Background: Western-style diet (WD) and dysbiosis play an important role in colon inflammation and colorectal cancer (CRC). Metformin (Met) shows anti-inflammatory effects to activate AMP-activated protein kinase (AMPK), resulting in reduced cancer cell proliferation. We investigated the chemopreventive mechanisms of Met in WD induced colitic cancer.
Methods: Male BALB/c mice were randomly divided into three groups: a control diet (CD) group, WD group, and WD+ Met (250 mg/kg/day) group. All mice exposed to azoxymethane (10 mg/kg) followed by 2% dextran sodium sulfate (DSS) for 7 days. Mice were observed daily for water and dietary intake, and they were killed at 13 weeks of age. And we isolated stool extracellular vesicles (EV) of each group during DSS ingestion and analyzed metagenomic sequencing of microbiota in phylum level. Using HCT-116 human colon cancer cell line, expression of AMPK, extracellular signal-regulated kinase (ERK), cyclin D1, and Bcl-2 was investigated. Cell cycle arrest was assessed by flowcytometry.

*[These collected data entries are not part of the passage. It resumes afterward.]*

//! Background batch scoring.
//!
//! Records are scored on a fixed pool of worker threads that share one
//! `PredictionService`. Each outcome travels back over a channel tagged with
//! its input index; a final `Finished` message carries the summary.

use std::sync::atomic::{AtomicUsize, Ordering};
use std::sync::mpsc::{self, Receiver, Sender};
use std::sync::Arc;
use std::thread::{self, JoinHandle};

use super::analytics::BatchSummary;
use super::service::PredictionService;
use crate::domain::{ErrorResponse, PredictionResponse, RawPatientRecord};
use crate::ports::ProbabilityModel;

/// Progress updates from the batch worker.
#[derive(Debug, Clone)]
pub enum BatchProgress {
    /// One record finished, successfully or not
    Scored {
        index: usize,
        outcome: Result<PredictionResponse, ErrorResponse>,
    },
    /// All records processed
    Finished(BatchSummary),
}

/// Handle to a running batch.
pub struct BatchWorkerHandle {
    /// Receiver for progress updates
    pub progress_rx: Receiver<BatchProgress>,
    _handle: JoinHandle<()>,
}

impl BatchWorkerHandle {
    /// Iterate over progress updates until the batch is done.
    pub fn iter(&self) -> impl Iterator<Item = BatchProgress> + '_ {
        self.progress_rx.iter()
    }
}

pub struct BatchWorker;

impl BatchWorker {
    /// Spawn a batch on `workers` threads (at least one).
    ///
    /// Per-record failures are reported and counted; they never stop the batch.
    pub fn spawn<M>(
        service: Arc<PredictionService<M>>,
        records: Vec<RawPatientRecord>,
        workers: usize,
    ) -> BatchWorkerHandle
    where
        M: ProbabilityModel + 'static,
    {
        let (tx, rx) = mpsc::channel();

        let handle = thread::spawn(move || {
            Self::run_batch(&service, records, workers.max(1), &tx);
        });

        BatchWorkerHandle {
            progress_rx: rx,
            _handle: handle,
        }
    }

    fn run_batch<M>(
        service: &Arc<PredictionService<M>>,
        records: Vec<RawPatientRecord>,
        workers: usize,
        tx: &Sender<BatchProgress>,
    ) where
        M: ProbabilityModel + 'static,
    {
        let total = records.len();
        tracing::info!("Scoring batch of {total} records on {workers} workers");

        let records = Arc::new(records);
        let next = Arc::new(AtomicUsize::new(0));
        let (outcome_tx, outcome_rx) = mpsc::channel();

        let pool: Vec<_> = (0..workers.min(total.max(1)))
            .map(|_| {
                let service = Arc::clone(service);
                let records = Arc::clone(&records);
                let next = Arc::clone(&next);
                let outcome_tx = outcome_tx.clone();
                thread::spawn(move || loop {
                    let index = next.fetch_add(1, Ordering::Relaxed);
                    let Some(record) = records.get(index) else {
                        break;
                    };
                    let outcome = service.predict(record).map_err(|e| e.to_response());
                    if outcome_tx.send((index, outcome)).is_err() {
                        break;
                    }
                })
            })
            .collect();
        drop(outcome_tx);

        let mut summary = BatchSummary::new();
        for (index, outcome) in outcome_rx {
            match &outcome {
                Ok(response) => summary.record_scored(response),
                Err(_) => summary.record_rejected(),
            }
            let _ = tx.send(BatchProgress::Scored { index, outcome });
        }

        for worker in pool {
            if worker.join().is_err() {
                tracing::error!("Batch worker thread panicked");
            }
        }

        tracing::info!(
            "Batch complete: scored={}, rejected={}, positives={} (rate {:.3})",
            summary.scored,
            summary.rejected,
            summary.positives,
            summary.positive_rate()
        );
        let _ = tx.send(BatchProgress::Finished(summary));
    }
}

#[cfg(test)]
mod tests {
    use super::*;
    use crate::config::PolicyOverrides;
    use crate::domain::{FeatureColumn, RiskLevel};
    use crate::test_support::{fitted_state, healthy_profile, stroke_profile, StubModel};

    fn service(probability: f64) -> Arc<PredictionService<StubModel>> {
        Arc::new(
            PredictionService::from_parts(
                fitted_state(),
                StubModel::new(probability, FeatureColumn::TRAINING_ORDER.len()),
                &PolicyOverrides::default(),
            )
            .expect("Should build service"),
        )
    }

    fn collect(handle: &BatchWorkerHandle) -> (Vec<BatchProgress>, Option<BatchSummary>) {
        let mut scored = Vec::new();
        let mut summary = None;
        for progress in handle.iter() {
            match progress {
                BatchProgress::Finished(s) => summary = Some(s),
                other => scored.push(other),
            }
        }
        (scored, summary)
    }

    #[test]
    fn test_batch_scores_every_record() {
        let records: Vec<_> = (0..20)
            .map(|i| {
                if i % 2 == 0 {
                    stroke_profile()
                } else {
                    healthy_profile()
                }
            })
            .collect();

        let handle = BatchWorker::spawn(service(0.85), records, 4);
        let (scored, summary) = collect(&handle);
        let summary = summary.expect("batch should finish");

        assert_eq!(scored.len(), 20);
        assert_eq!(summary.total, 20);
        assert_eq!(summary.scored, 20);
        assert_eq!(summary.count_for(RiskLevel::High), 20);

        let mut indices: Vec<usize> = scored
            .iter()
            .filter_map(|p| match p {
                BatchProgress::Scored { index, .. } => Some(*index),
                BatchProgress::Finished(_) => None,
            })
            .collect();
        indices.sort_unstable();
        assert_eq!(indices, (0..20).collect::<Vec<_>>());
    }

    #[test]
    fn test_rejected_record_does_not_stop_batch() {
        let mut bad = stroke_profile();
        bad.work_type = Some("Astronaut".into());
        let records = vec![stroke_profile(), bad, healthy_profile()];

        let handle = BatchWorker::spawn(service(0.3), records, 2);
        let (scored, summary) = collect(&handle);
        let summary = summary.expect("batch should finish");

        assert_eq!(summary.scored, 2);
        assert_eq!(summary.rejected, 1);
        let rejected = scored.iter().find_map(|p| match p {
            BatchProgress::Scored {
                index: 1,
                outcome: Err(e),
            } => Some(e.clone()),
            _ => None,
        });
        assert_eq!(
            rejected.map(|e| e.error),
            Some("invalid_input".to_string())
        );
    }

    #[test]
    fn test_unavailable_service_rejects_all() {
        let service: Arc<PredictionService<StubModel>> =
            Arc::new(PredictionService::unavailable("no artifacts"));
        let handle = BatchWorker::spawn(service, vec![stroke_profile(); 3], 8);
        let (_, summary) = collect(&handle);
        let summary = summary.expect("batch should finish");
        assert_eq!(summary.rejected, 3);
        assert_eq!(summary.scored, 0);
    }

    #[test]
    fn test_empty_batch_finishes() {
        let handle = BatchWorker::spawn(service(0.5), Vec::new(), 4);
        let (scored, summary) = collect(&handle);
        assert!(scored.is_empty());
        assert_eq!(summary, Some(BatchSummary::new()));
    }
}
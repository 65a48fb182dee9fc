//! Adapters layer: Concrete implementations of ports.
//!
//! - `logistic`: exported logistic regression with optional calibration
//! - `artifact_store`: fitted-state and model loading with manifest checks
//! - `sanitize`: PII filtering for logs

pub mod artifact_store;
pub mod logistic;
pub mod sanitize;

pub use artifact_store::{ArtifactBundle, ArtifactStore};
pub use logistic::LogisticModel;
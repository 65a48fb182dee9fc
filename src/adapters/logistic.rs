//! Logistic adapter: `ProbabilityModel` backed by exported logistic regression.
//!
//! The training pipeline exports the fitted coefficients as JSON, optionally
//! with an isotonic calibration table mapping raw sigmoid output to
//! calibrated probability.

use serde::{Deserialize, Serialize};

use crate::domain::{ArtifactError, FeatureColumn};
use crate::ports::{ModelError, ProbabilityModel};

/// Upper bound on model width; the pipeline cannot produce more columns.
const MAX_FEATURES: usize = FeatureColumn::TRAINING_ORDER.len();

/// Model parameters exported by the training pipeline (`model.json`).
#[derive(Debug, Clone, PartialEq, Serialize, Deserialize)]
pub struct ExportedLogisticModel {
    pub feature_names: Vec<String>,
    pub coefficients: Vec<f64>,
    pub intercept: f64,
    #[serde(default)]
    pub calibration: Option<IsotonicCalibration>,
}

/// Isotonic calibration breakpoints, interpolated piecewise-linearly.
#[derive(Debug, Clone, PartialEq, Serialize, Deserialize)]
pub struct IsotonicCalibration {
    /// Raw probability breakpoints, strictly increasing
    pub x: Vec<f64>,
    /// Calibrated probability at each breakpoint, non-decreasing in [0, 1]
    pub y: Vec<f64>,
}

impl IsotonicCalibration {
    fn validate(&self) -> Result<(), ArtifactError> {
        if self.x.len() < 2 || self.x.len() != self.y.len() {
            return Err(ArtifactError::Invalid(format!(
                "Calibration needs >= 2 breakpoints with matching x/y lengths (x={}, y={})",
                self.x.len(),
                self.y.len()
            )));
        }
        if self.x.iter().any(|v| !v.is_finite()) || self.x.windows(2).any(|w| w[1] <= w[0]) {
            return Err(ArtifactError::Invalid(
                "Calibration x must be finite and strictly increasing".into(),
            ));
        }
        if self.y.iter().any(|v| !(0.0..=1.0).contains(v)) || self.y.windows(2).any(|w| w[1] < w[0])
        {
            return Err(ArtifactError::Invalid(
                "Calibration y must lie in [0, 1] and be non-decreasing".into(),
            ));
        }
        Ok(())
    }

    /// Map a raw probability through the table, clamping outside the breakpoints.
    #[must_use]
    pub fn apply(&self, p: f64) -> f64 {
        let last = self.x.len() - 1;
        if p <= self.x[0] {
            return self.y[0];
        }
        if p >= self.x[last] {
            return self.y[last];
        }
        // First breakpoint strictly greater than p; always in 1..=last here.
        let hi = self.x.partition_point(|&x| x <= p);
        let lo = hi - 1;
        let t = (p - self.x[lo]) / (self.x[hi] - self.x[lo]);
        self.y[lo] + t * (self.y[hi] - self.y[lo])
    }
}

/// Logistic regression model with optional calibration.
#[derive(Debug, Clone)]
pub struct LogisticModel {
    params: ExportedLogisticModel,
}

impl LogisticModel {
    /// Validate exported parameters and build the model.
    ///
    /// # Errors
    /// Returns `ArtifactError::Invalid` on inconsistent lengths, non-finite
    /// weights, or a malformed calibration table.
    pub fn from_exported(params: ExportedLogisticModel) -> Result<Self, ArtifactError> {
        let n = params.feature_names.len();
        if n == 0 || n > MAX_FEATURES {
            return Err(ArtifactError::Invalid(format!(
                "Invalid feature count in model: got {n}, max {MAX_FEATURES}"
            )));
        }
        if params.coefficients.len() != n {
            return Err(ArtifactError::Invalid(format!(
                "Model has {} coefficients for {n} feature names",
                params.coefficients.len()
            )));
        }
        if !params.intercept.is_finite() || params.coefficients.iter().any(|c| !c.is_finite()) {
            return Err(ArtifactError::Invalid(
                "Model coefficients and intercept must be finite".into(),
            ));
        }
        if let Some(calibration) = &params.calibration {
            calibration.validate()?;
        }

        tracing::debug!(
            "Built logistic model (n_features={}, calibrated={})",
            n,
            params.calibration.is_some()
        );
        Ok(Self { params })
    }

    fn sigmoid(x: f64) -> f64 {
        if x >= 0.0 {
            1.0 / (1.0 + (-x).exp())
        } else {
            let e = x.exp();
            e / (1.0 + e)
        }
    }
}

impl ProbabilityModel for LogisticModel {
    fn n_features(&self) -> usize {
        self.params.coefficients.len()
    }

    fn feature_names(&self) -> Option<&[String]> {
        Some(&self.params.feature_names)
    }

    fn predict_proba(&self, features: &[f64]) -> Result<f64, ModelError> {
        let expected = self.n_features();
        if features.len() != expected {
            return Err(ModelError::ShapeMismatch {
                expected,
                actual: features.len(),
            });
        }
        if let Some(index) = features.iter().position(|v| !v.is_finite()) {
            return Err(ModelError::NonFiniteInput { index });
        }

        let logit = self.params.intercept
            + features
                .iter()
                .zip(&self.params.coefficients)
                .map(|(x, w)| x * w)
                .sum::<f64>();
        let raw = Self::sigmoid(logit);
        let probability = match &self.params.calibration {
            Some(calibration) => calibration.apply(raw),
            None => raw,
        };

        if !(0.0..=1.0).contains(&probability) {
            return Err(ModelError::InvalidProbability(probability));
        }
        tracing::trace!("logit={:.4} raw={:.4} calibrated={:.4}", logit, raw, probability);
        Ok(probability)
    }
}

Results: WD enhanced the severity of colitis and tumor growth compared with CD. The Met treatment group showed lower severity of colitis and reduced tumor growth. Metagenomic analysis of stool EV in WD showed a higher proportion of gram-negative bacterial EV and Met treatment reduced the proportion. In vitro assays showed that the Met treatment promoted late apoptosis by inhibiting cyclin D1 and Bcl-2 and activating AMPK and ERK.
Conclusions: A Met treatment attenuates colon inflammation and tumor growth in WD-induced colitic cancer by promoting late apoptosis and modulating dysbiosis. This strategy could be useful for the chemoprevention of WD induced colitic cancer.